Des questions se posent également au sujet d'un autre examen dans un autre domaine, celui de la médecine scolaire. Il s'agit du dépistage, à leur entrée au cours préparatoire, des enfants atteints de dyslexie ou de dysorthographie. Les médecins et les personnels du service de santé scolaire sont-ils en nombre suffisant pour effectuer ce dépistage et surtout pour assurer un suivi, voire une rééducation, si besoin est ?
Toujours dans le domaine de la santé et de la prévention, il faut souligner l'importance de l'article 64, qui vise à renforcer la protection de la santé des salariés exposés à des substances dangereuses.
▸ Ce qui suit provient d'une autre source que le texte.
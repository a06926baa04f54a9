//! First-time setup
//!
//! Creates the Threadline home directory and writes a default configuration.
//! The database itself is created and migrated on first use.

use crate::config::ThreadlineConfig;
use crate::error::{Result, ThreadlineError};
use std::fs;
use std::path::{Path, PathBuf};
use tracing::{info, warn};

/// Default configuration directory name
pub const CONFIG_DIR: &str = ".threadline";

/// Default configuration file name
pub const CONFIG_FILE: &str = "threadline.toml";

/// Get the Threadline home directory (~/.threadline)
///
/// # Errors
///
/// Returns an error if the home directory cannot be determined
pub fn threadline_home() -> Result<PathBuf> {
    dirs::home_dir()
        .map(|home| home.join(CONFIG_DIR))
        .ok_or_else(|| ThreadlineError::Config("Could not determine home directory".to_string()))
}

/// Get the path to the user-level configuration file
pub fn user_config_path() -> Result<PathBuf> {
    Ok(threadline_home()?.join(CONFIG_FILE))
}

/// Resolved database path for `config`
pub fn database_path(config: &ThreadlineConfig) -> Result<PathBuf> {
    Ok(config.database_path_in(&threadline_home()?))
}

/// Initialize the home directory and configuration
///
/// Returns the path of the configuration file.
///
/// # Arguments
///
/// * `force` - If true, overwrite an existing configuration
pub fn initialize(force: bool) -> Result<PathBuf> {
    initialize_in(&threadline_home()?, force)
}

/// Initialize under an explicit home directory
pub fn initialize_in(home: &Path, force: bool) -> Result<PathBuf> {
    info!(path = %home.display(), "Initializing Threadline");

    if !home.exists() {
        fs::create_dir_all(home)
            .map_err(|e| ThreadlineError::Config(format!("Failed to create directory: {}", e)))?;
        info!(path = %home.display(), "Created Threadline home directory");
    }

    let config_path = home.join(CONFIG_FILE);
    if !config_path.exists() || force {
        fs::write(&config_path, DEFAULT_CONFIG)
            .map_err(|e| ThreadlineError::Config(format!("Failed to write configuration: {}", e)))?;
        info!(path = %config_path.display(), "Created default configuration");
    } else {
        warn!(path = %config_path.display(), "Configuration already exists (use --force to overwrite)");
    }

    Ok(config_path)
}

const DEFAULT_CONFIG: &str = r#"# Threadline Configuration
#
# User-level settings. Project-specific settings can be placed in
# ./.threadline/threadline.toml, and THREADLINE_CONFIG may name one more file.

[database]
# Database file path (relative to ~/.threadline)
path = "threadline.db"
max_connections = 5

[llm]
# Any OpenAI-compatible endpoint
base_url = "https://api.openai.com/v1"
api_key = "${OPENAI_API_KEY}"

# Used when a request does not name a model
default_model = "gpt-3.5-turbo"
title_model = "gpt-3.5-turbo"

temperature = 0.7
timeout_secs = 60

# Tokens held back for the answer when trimming history
response_reserve = 1500

[memory]
# Long-term memory recall via mem0
enabled = false
base_url = "https://api.mem0.ai"
api_key = "${MEM0_API_KEY}"
timeout_secs = 10

[logging]
# Level or filter directive; RUST_LOG takes precedence
level = "info"

# Log format: "compact", "json"
format = "compact"

[limits]
max_attachments = 5
max_total_attachment_bytes = 10485760

# Extra models, added to the built-in table
# [[models]]
# id = "llama-3-8b"
# label = "Llama 3 8B"
# context_window = 8192
# tokenizer = "char_estimate"
"#;

#[cfg(test)]
mod tests {
    use super::*;
    use tempfile::TempDir;

    #[test]
    fn test_threadline_home() {
        if let Ok(home) = threadline_home() {
            assert!(home.ends_with(CONFIG_DIR));
        }
    }

    #[test]
    fn test_default_config_parses() {
        let config: ThreadlineConfig = toml::from_str(DEFAULT_CONFIG).unwrap();
        assert_eq!(config.database.path, "threadline.db");
        assert_eq!(config.limits.max_total_attachment_bytes, 10 * 1024 * 1024);
        assert!(config.validate().is_ok());
    }

    #[test]
    fn test_initialize_respects_force() {
        let temp_dir = TempDir::new().unwrap();
        let home = temp_dir.path().join(CONFIG_DIR);

        let path = initialize_in(&home, false).unwrap();
        assert!(path.exists());

        fs::write(&path, "# edited\n").unwrap();
        initialize_in(&home, false).unwrap();
        assert_eq!(fs::read_to_string(&path).unwrap(), "# edited\n");

        initialize_in(&home, true).unwrap();
        assert!(fs::read_to_string(&path).unwrap().contains("[database]"));
    }
}
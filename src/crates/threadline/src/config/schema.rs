//! Configuration schema for Threadline

use crate::error::{Result, ThreadlineError};
use regex::Regex;
use serde::{Deserialize, Serialize};
use std::path::PathBuf;
use std::sync::{Arc, OnceLock};
use thread_context::{
    CharEstimateCounter, ModelRegistry, ModelSpec, TokenizerRegistry, DEFAULT_CHAT_MODEL,
    DEFAULT_RESPONSE_RESERVE,
};

/// Main Threadline configuration
#[derive(Debug, Clone, Serialize, Deserialize, Default)]
pub struct ThreadlineConfig {
    /// Database configuration
    #[serde(default)]
    pub database: DatabaseConfig,

    /// Chat model configuration
    #[serde(default)]
    pub llm: LlmConfig,

    /// Memory service configuration
    #[serde(default)]
    pub memory: MemoryConfig,

    /// Logging configuration
    #[serde(default)]
    pub logging: LoggingConfig,

    /// Models added to (or overriding) the built-in table
    #[serde(default)]
    pub models: Vec<ModelConfig>,

    /// Prompt submission limits
    #[serde(default)]
    pub limits: LimitsConfig,
}

/// Database configuration
#[derive(Debug, Clone, Serialize, Deserialize)]
#[serde(default)]
pub struct DatabaseConfig {
    /// Database file path (relative to ~/.threadline or absolute)
    pub path: String,

    /// Maximum pooled connections
    pub max_connections: u32,
}

impl Default for DatabaseConfig {
    fn default() -> Self {
        Self {
            path: "threadline.db".to_string(),
            max_connections: crate::db::DEFAULT_MAX_CONNECTIONS,
        }
    }
}

/// Chat model configuration
#[derive(Debug, Clone, Serialize, Deserialize)]
#[serde(default)]
pub struct LlmConfig {
    /// OpenAI-compatible API base URL
    pub base_url: String,

    /// API key (supports environment variable interpolation)
    pub api_key: Option<String>,

    /// Model used when a request does not name one
    pub default_model: String,

    /// Model used for conversation titles
    pub title_model: String,

    /// Temperature for generation (0.0-2.0)
    pub temperature: f32,

    /// Seconds allowed for connecting, for the first response and between streamed chunks
    pub timeout_secs: u64,

    /// Fixed preamble sent ahead of every context
    pub system_prompt: String,

    /// Tokens held back for the answer
    pub response_reserve: usize,
}

impl Default for LlmConfig {
    fn default() -> Self {
        Self {
            base_url: llm::OPENAI_BASE_URL.to_string(),
            api_key: Some("${OPENAI_API_KEY}".to_string()),
            default_model: DEFAULT_CHAT_MODEL.to_string(),
            title_model: DEFAULT_CHAT_MODEL.to_string(),
            temperature: 0.7,
            timeout_secs: 60,
            system_prompt: "You are a helpful assistant. Answer clearly and concisely.".to_string(),
            response_reserve: DEFAULT_RESPONSE_RESERVE,
        }
    }
}

/// Memory service configuration
#[derive(Debug, Clone, Serialize, Deserialize)]
#[serde(default)]
pub struct MemoryConfig {
    pub enabled: bool,
    pub base_url: String,
    pub api_key: Option<String>,
    pub timeout_secs: u64,
}

impl Default for MemoryConfig {
    fn default() -> Self {
        Self {
            enabled: false,
            base_url: llm::MEM0_BASE_URL.to_string(),
            api_key: Some("${MEM0_API_KEY}".to_string()),
            timeout_secs: 10,
        }
    }
}

/// Logging configuration
#[derive(Debug, Clone, Serialize, Deserialize)]
#[serde(default)]
pub struct LoggingConfig {
    /// Log level or filter directive: "info", "threadline=debug,sqlx=warn"
    pub level: String,

    /// Log format: "compact", "json"
    pub format: String,
}

impl Default for LoggingConfig {
    fn default() -> Self {
        Self {
            level: "info".to_string(),
            format: "compact".to_string(),
        }
    }
}

/// One entry of the model table
#[derive(Debug, Clone, Serialize, Deserialize)]
pub struct ModelConfig {
    pub id: String,
    #[serde(default)]
    pub label: Option<String>,
    #[serde(default)]
    pub description: Option<String>,
    pub context_window: usize,
    /// Tokenizer for this model: "cl100k_base" (default) or "char_estimate"
    #[serde(default)]
    pub tokenizer: Option<String>,
}

impl ModelConfig {
    pub fn to_spec(&self) -> ModelSpec {
        let mut spec = ModelSpec::new(self.id.clone(), self.context_window);
        if let Some(label) = &self.label {
            spec = spec.with_label(label.clone());
        }
        if let Some(description) = &self.description {
            spec = spec.with_description(description.clone());
        }
        spec
    }
}

/// Prompt submission limits
#[derive(Debug, Clone, Serialize, Deserialize)]
#[serde(default)]
pub struct LimitsConfig {
    pub max_attachments: usize,
    pub max_total_attachment_bytes: u64,
}

impl Default for LimitsConfig {
    fn default() -> Self {
        Self {
            max_attachments: 5,
            max_total_attachment_bytes: 10 * 1024 * 1024,
        }
    }
}

fn env_pattern() -> &'static Regex {
    static PATTERN: OnceLock<Regex> = OnceLock::new();
    PATTERN.get_or_init(|| Regex::new(r"\$\{([A-Za-z_][A-Za-z0-9_]*)\}").expect("valid env var regex"))
}

impl ThreadlineConfig {
    /// Resolve environment variables in configuration values
    ///
    /// Supports ${VAR_NAME} anywhere in the string. Unset variables are left
    /// as written; a key that still contains a placeholder counts as missing.
    pub fn resolve_env_vars(&mut self) {
        self.llm.base_url = Self::expand_env_vars(&self.llm.base_url);
        self.llm.api_key = self.llm.api_key.as_deref().map(Self::expand_env_vars);
        self.memory.base_url = Self::expand_env_vars(&self.memory.base_url);
        self.memory.api_key = self.memory.api_key.as_deref().map(Self::expand_env_vars);
    }

    /// Expand `${VAR}` references in a string
    pub fn expand_env_vars(value: &str) -> String {
        env_pattern()
            .replace_all(value, |caps: &regex::Captures<'_>| {
                std::env::var(&caps[1]).unwrap_or_else(|_| caps[0].to_string())
            })
            .into_owned()
    }

    /// The chat API key, if one resolved
    pub fn llm_api_key(&self) -> Option<&str> {
        resolved(self.llm.api_key.as_deref())
    }

    /// The memory API key, if one resolved
    pub fn memory_api_key(&self) -> Option<&str> {
        resolved(self.memory.api_key.as_deref())
    }

    /// Get the resolved database path
    ///
    /// If path is relative, resolves it relative to `home`
    pub fn database_path_in(&self, home: &std::path::Path) -> PathBuf {
        let path = PathBuf::from(&self.database.path);
        if path.is_absolute() {
            path
        } else {
            home.join(path)
        }
    }

    /// Built-in model table extended with configured models
    pub fn model_registry(&self) -> ModelRegistry {
        self.models
            .iter()
            .fold(ModelRegistry::builtin(), |registry, model| registry.with_model(model.to_spec()))
    }

    /// OpenAI tokenizers plus any per-model overrides
    pub fn tokenizer_registry(&self) -> Result<TokenizerRegistry> {
        let registry = TokenizerRegistry::openai()?;
        Ok(self
            .models
            .iter()
            .filter(|model| model.tokenizer.as_deref() == Some("char_estimate"))
            .fold(registry, |registry, model| {
                registry.with_family(model.id.clone(), Arc::new(CharEstimateCounter::default()))
            }))
    }

    /// Check values the services rely on
    pub fn validate(&self) -> Result<()> {
        let registry = self.model_registry();
        for model in [&self.llm.default_model, &self.llm.title_model] {
            if !registry.contains(model) {
                return Err(ThreadlineError::Config(format!(
                    "Model '{}' is not in the model table",
                    model
                )));
            }
        }
        for model in &self.models {
            if model.context_window == 0 {
                return Err(ThreadlineError::Config(format!(
                    "Model '{}' has a zero context window",
                    model.id
                )));
            }
            match model.tokenizer.as_deref() {
                None | Some("cl100k_base") | Some("char_estimate") => {}
                Some(other) => {
                    return Err(ThreadlineError::Config(format!(
                        "Unknown tokenizer '{}' for model '{}'",
                        other, model.id
                    )))
                }
            }
        }
        if !(0.0..=2.0).contains(&self.llm.temperature) {
            return Err(ThreadlineError::Config(format!(
                "Temperature {} is outside 0.0-2.0",
                self.llm.temperature
            )));
        }
        if !matches!(self.logging.format.as_str(), "compact" | "json") {
            return Err(ThreadlineError::Config(format!(
                "Unknown log format '{}'",
                self.logging.format
            )));
        }
        Ok(())
    }
}

fn resolved(value: Option<&str>) -> Option<&str> {
    value.filter(|v| !v.trim().is_empty() && !env_pattern().is_match(v))
}

#[cfg(test)]
mod tests {
    use super::*;

    #[test]
    fn test_default_config() {
        let config = ThreadlineConfig::default();
        assert_eq!(config.database.path, "threadline.db");
        assert_eq!(config.llm.default_model, "gpt-3.5-turbo");
        assert_eq!(config.llm.response_reserve, 1500);
        assert_eq!(config.limits.max_attachments, 5);
        assert_eq!(config.limits.max_total_attachment_bytes, 10 * 1024 * 1024);
        assert!(!config.memory.enabled);
        assert!(config.validate().is_ok());
    }

    #[test]
    fn test_expand_env_vars() {
        std::env::set_var("THREADLINE_TEST_HOST", "example.test");
        assert_eq!(
            ThreadlineConfig::expand_env_vars("https://${THREADLINE_TEST_HOST}/v1"),
            "https://example.test/v1"
        );
        assert_eq!(
            ThreadlineConfig::expand_env_vars("${THREADLINE_TEST_SURELY_UNSET}"),
            "${THREADLINE_TEST_SURELY_UNSET}"
        );
        assert_eq!(ThreadlineConfig::expand_env_vars("plain"), "plain");
    }

    #[test]
    fn test_unresolved_key_is_missing() {
        let mut config = ThreadlineConfig::default();
        config.llm.api_key = Some("${THREADLINE_TEST_SURELY_UNSET}".to_string());
        config.resolve_env_vars();
        assert_eq!(config.llm_api_key(), None);

        config.llm.api_key = Some("sk-test".to_string());
        assert_eq!(config.llm_api_key(), Some("sk-test"));
    }

    #[test]
    fn test_model_registry_extends_builtin() {
        let mut config = ThreadlineConfig::default();
        config.models.push(ModelConfig {
            id: "llama-3-8b".to_string(),
            label: Some("Llama 3".to_string()),
            description: None,
            context_window: 8192,
            tokenizer: Some("char_estimate".to_string()),
        });

        let registry = config.model_registry();
        assert_eq!(registry.get("llama-3-8b").unwrap().context_window, 8192);
        assert_eq!(registry.get("llama-3-8b").unwrap().label, "Llama 3");
        assert!(registry.contains("gpt-4o"));
        assert!(config.validate().is_ok());
    }

    #[test]
    fn test_validate_rejects_unknown_default_model() {
        let mut config = ThreadlineConfig::default();
        config.llm.default_model = "gpt-5".to_string();
        assert!(matches!(config.validate(), Err(ThreadlineError::Config(_))));

        let mut config = ThreadlineConfig::default();
        config.logging.format = "pretty-xml".to_string();
        assert!(config.validate().is_err());
    }

    #[test]
    fn test_database_path_resolution() {
        let mut config = ThreadlineConfig::default();
        let home = PathBuf::from("/home/u/.threadline");
        assert_eq!(config.database_path_in(&home), home.join("threadline.db"));

        config.database.path = "/var/lib/threadline.db".to_string();
        assert_eq!(config.database_path_in(&home), PathBuf::from("/var/lib/threadline.db"));
    }
}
Le pouvoir donné à l'inspecteur du travail de lancer une procédure d'arrêt de chantier en cas de danger grave et imminent serait étendu aux situations dangereuses « résultant d'une exposition à une substance chimique cancérigène, mutagène ou toxique pour la reproduction, à un niveau supérieur à une valeur limite de concentration ».
On mesure toute l'importance de cet article quand on sait que l'on estime à un million le nombre de salariés exposés à de telles substances. Quand on évoque ces risques, on pense tout particulièrement à certains éthers de glycol dont les effets néfastes commencent à être bien connus, suffisamment en tout cas pour que des mesures d'interdiction ou de substitution par des produits moins nocifs soient prises sans attendre.
D'autres dispositions méritent également toute notre attention ; je pense plus particulièrement à celles qui sont relatives à l'accueil familial des personnes âgées et des handicapés.
Ainsi, il n'y aura plus de distinction entre l'accueil des personnes âgées et celui des handicapés. C'est une avancée appréciable.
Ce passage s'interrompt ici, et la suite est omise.